After the client calls connect(), the Linux kernel starts the three-way handshake.

First, the client sends a SYN packet to the server. However, this SYN packet may be lost during transmission or may not be processed by the server due to other reasons. In this case, the client side triggers the timeout retransmission mechanism. But the retransmission cannot continue indefinitely, as the number of retransmissions is also limited. This is determined by the tcp_syn_retries configuration option.

Assuming tcp_syn_retries is set to 3, the SYN packet retransmission strategy can be roughly summarized as follows:

After the client sends the SYN packet, if no response is received from the server after 1 second, the first retransmission is performed. If no response is received from the server after 2 seconds, the second retransmission is performed. The retransmission is performed a total of tcp_syn_retries times.

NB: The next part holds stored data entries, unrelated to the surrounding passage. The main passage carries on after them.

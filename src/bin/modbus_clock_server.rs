//! Modbus TCP Clock Server
//!
//! Serves the local system time as holding registers 0-5
//! (Day, Month, Year, Hour, Minute, Second).
//!
//! Usage: modbus-clock-server [--host HOST] [--port PORT] [--log-file PATH] [--quiet]
//! Example: modbus-clock-server --port 5020

use std::path::PathBuf;
use std::process::ExitCode;
use std::sync::Arc;

use clap::Parser;
use tracing::error;

use modbus_clock::{init_logging, ClockServer, LogConfig, ModbusResult, ServerConfig, SystemClock};

const PERMISSION_HINT: &str = "[ERROR] Permission denied binding to port. \
On Unix-like systems, ports <1024 require admin/root.
       Try a higher port (e.g., --port 5020) or run with elevated privileges.";

/// Modbus TCP server exposing the system clock via holding registers
#[derive(Debug, Parser)]
#[clap(author, version, about)]
struct Cli {
    /// Host/IP to bind (all interfaces by default)
    #[clap(long, default_value = modbus_clock::DEFAULT_HOST, env = "MODBUS_CLOCK_HOST")]
    host: String,

    /// TCP port to listen on
    #[clap(
        short = 'p',
        long,
        default_value_t = modbus_clock::DEFAULT_TCP_PORT,
        env = "MODBUS_CLOCK_PORT"
    )]
    port: u16,

    /// Path to log file
    #[clap(long, default_value = modbus_clock::config::DEFAULT_LOG_FILE)]
    log_file: PathBuf,

    /// Log level (trace, debug, info, warn, error); RUST_LOG takes precedence
    #[clap(short = 'l', long, default_value = "info")]
    log_level: String,

    /// Disable console log output (file logging continues)
    #[clap(short = 'q', long)]
    quiet: bool,
}

impl Cli {
    fn server_config(&self) -> ServerConfig {
        ServerConfig::new(self.host.clone(), self.port)
    }

    fn log_config(&self) -> LogConfig {
        LogConfig {
            file: Some(self.log_file.clone()),
            console: !self.quiet,
            level: self.log_level.clone(),
            ..LogConfig::default()
        }
    }
}

#[tokio::main]
async fn main() -> ExitCode {
    let cli = Cli::parse();

    let _guard = match init_logging(&cli.log_config()) {
        Ok(guard) => guard,
        Err(e) => {
            eprintln!("[ERROR] Failed to initialise logging: {}", e);
            return ExitCode::FAILURE;
        }
    };

    match serve(&cli).await {
        Ok(()) => {
            println!("\nShutting down...");
            ExitCode::SUCCESS
        }
        Err(e) => {
            error!(error = %e, "Server failed");
            if e.is_permission_denied() {
                eprintln!("\n{}\n", PERMISSION_HINT);
            } else {
                eprintln!("[ERROR] {}", e);
            }
            ExitCode::FAILURE
        }
    }
}

async fn serve(cli: &Cli) -> ModbusResult<()> {
    let server = ClockServer::bind(&cli.server_config(), Arc::new(SystemClock)).await?;
    server
        .run_until(async {
            if let Err(e) = tokio::signal::ctrl_c().await {
                error!(error = %e, "Failed to listen for Ctrl-C");
                std::future::pending::<()>().await;
            }
        })
        .await
}
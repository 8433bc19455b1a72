//! # Modbus Clock - System Time over Modbus TCP
//!
//! A small Modbus TCP responder that publishes the host's local wall-clock
//! time as six read-only holding registers. Any Modbus master (PLC, SCADA,
//! HMI, test tool) can read the time with a single Function Code 0x03 request.
//!
//! ## Features
//!
//! - **Async**: one Tokio task per client, so a stalled peer never blocks others
//! - **Strict framing**: malformed frames close the connection without a reply
//! - **Protocol exceptions**: bad function codes and ranges get standard
//!   exception responses and the connection stays open
//! - **Logging**: `tracing` events with hex dumps of every frame, to the
//!   console and a size-rotated log file
//!
//! ## Register Map
//!
//! | Address | Content | Range |
//! |---------|---------|-------|
//! | 0 | Day | 1-31 |
//! | 1 | Month | 1-12 |
//! | 2 | Year | e.g. 2025 |
//! | 3 | Hour | 0-23 |
//! | 4 | Minute | 0-59 |
//! | 5 | Second | 0-59 |
//!
//! Every read samples the clock once, so all registers in one response come
//! from the same instant.
//!
//! ## Supported Function Codes
//!
//! | Code | Function | Server |
//! |------|----------|--------|
//! | 0x03 | Read Holding Registers | ✅ |
//!
//! Any other function code is answered with exception 0x01.
//!
//! ## Quick Start
//!
//! ```rust,no_run
//! use std::sync::Arc;
//! use modbus_clock::{ClockServer, ModbusResult, ServerConfig, SystemClock};
//!
//! #[tokio::main]
//! async fn main() -> ModbusResult<()> {
//!     let config = ServerConfig::new("0.0.0.0", 5020);
//!     let server = ClockServer::bind(&config, Arc::new(SystemClock)).await?;
//!     server.run_until(async {
//!         let _ = tokio::signal::ctrl_c().await;
//!     }).await
//! }
//! ```

// ============================================================================
// Core modules
// ============================================================================

/// Core error types and result handling
pub mod error;

/// Modbus TCP constants and the clock register map
pub mod constants;

/// PDU buffer and builder
pub mod pdu;

/// Request and response types
pub mod protocol;

/// ADU decoding and encoding
pub mod codec;

// ============================================================================
// Server modules
// ============================================================================

/// Time sources
pub mod clock;

/// Request validation and register reads
pub mod handler;

/// Per-connection request loop
pub mod session;

/// TCP listener
pub mod server;

/// Server and logging configuration
pub mod config;

/// Logging system for the server
pub mod logging;

// ============================================================================
// Re-exports for convenience
// ============================================================================

// === Async runtime (users can use modbus_clock::tokio) ===
pub use tokio;

// === Server API ===
pub use server::ClockServer;
pub use session::{CloseReason, Session, SessionStats, SessionSummary};

// === Error handling ===
pub use error::{DecodeError, ModbusError, ModbusResult};

// === Core types ===
pub use clock::{ClockReading, FixedClock, SystemClock, TimeSource};
pub use codec::{format_hex_packet, AduCodec};
pub use handler::handle;
pub use protocol::{
    ExceptionCode, MbapHeader, Request, RequestPdu, Response, ResponseBody, UnitId,
};

// === Configuration ===
pub use config::{LogConfig, ServerConfig, DEFAULT_HOST, DEFAULT_TCP_PORT};

// === Logging ===
pub use logging::{init_logging, RotatingFileWriter};

// === Protocol limits (commonly needed constants) ===
pub use constants::{
    CLOCK_REGISTER_COUNT, FC_READ_HOLDING_REGISTERS, MAX_PDU_SIZE, MAX_READ_REGISTERS,
};

// === PDU (advanced usage) ===
pub use pdu::{ModbusPdu, PduBuilder};

/// Library version
pub const VERSION: &str = env!("CARGO_PKG_VERSION");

For tcp_syn_retries set to 3, a total of 3 retransmissions are performed. This means that after the first SYN packet is sent, the client will wait for (1 + 2 + 4 + 8) seconds. If no response is received from the server, the connect() call will produce an ETIMEOUT error.

The default value of tcp_syn_retries is 6, which means that if SYN packet transmission fails continuously, an ETIMEOUT error will occur after (1 + 2 + 4 + 8 + 16 + 32 + 64) seconds, which is 127 seconds.

We have encountered a similar situation in our production environment. The server was taken offline for some reason, but the client was not notified, so the client’s connect() call was blocked for 127 seconds before attempting to connect to a new server. Such a long timeout waiting time is unacceptable for an application.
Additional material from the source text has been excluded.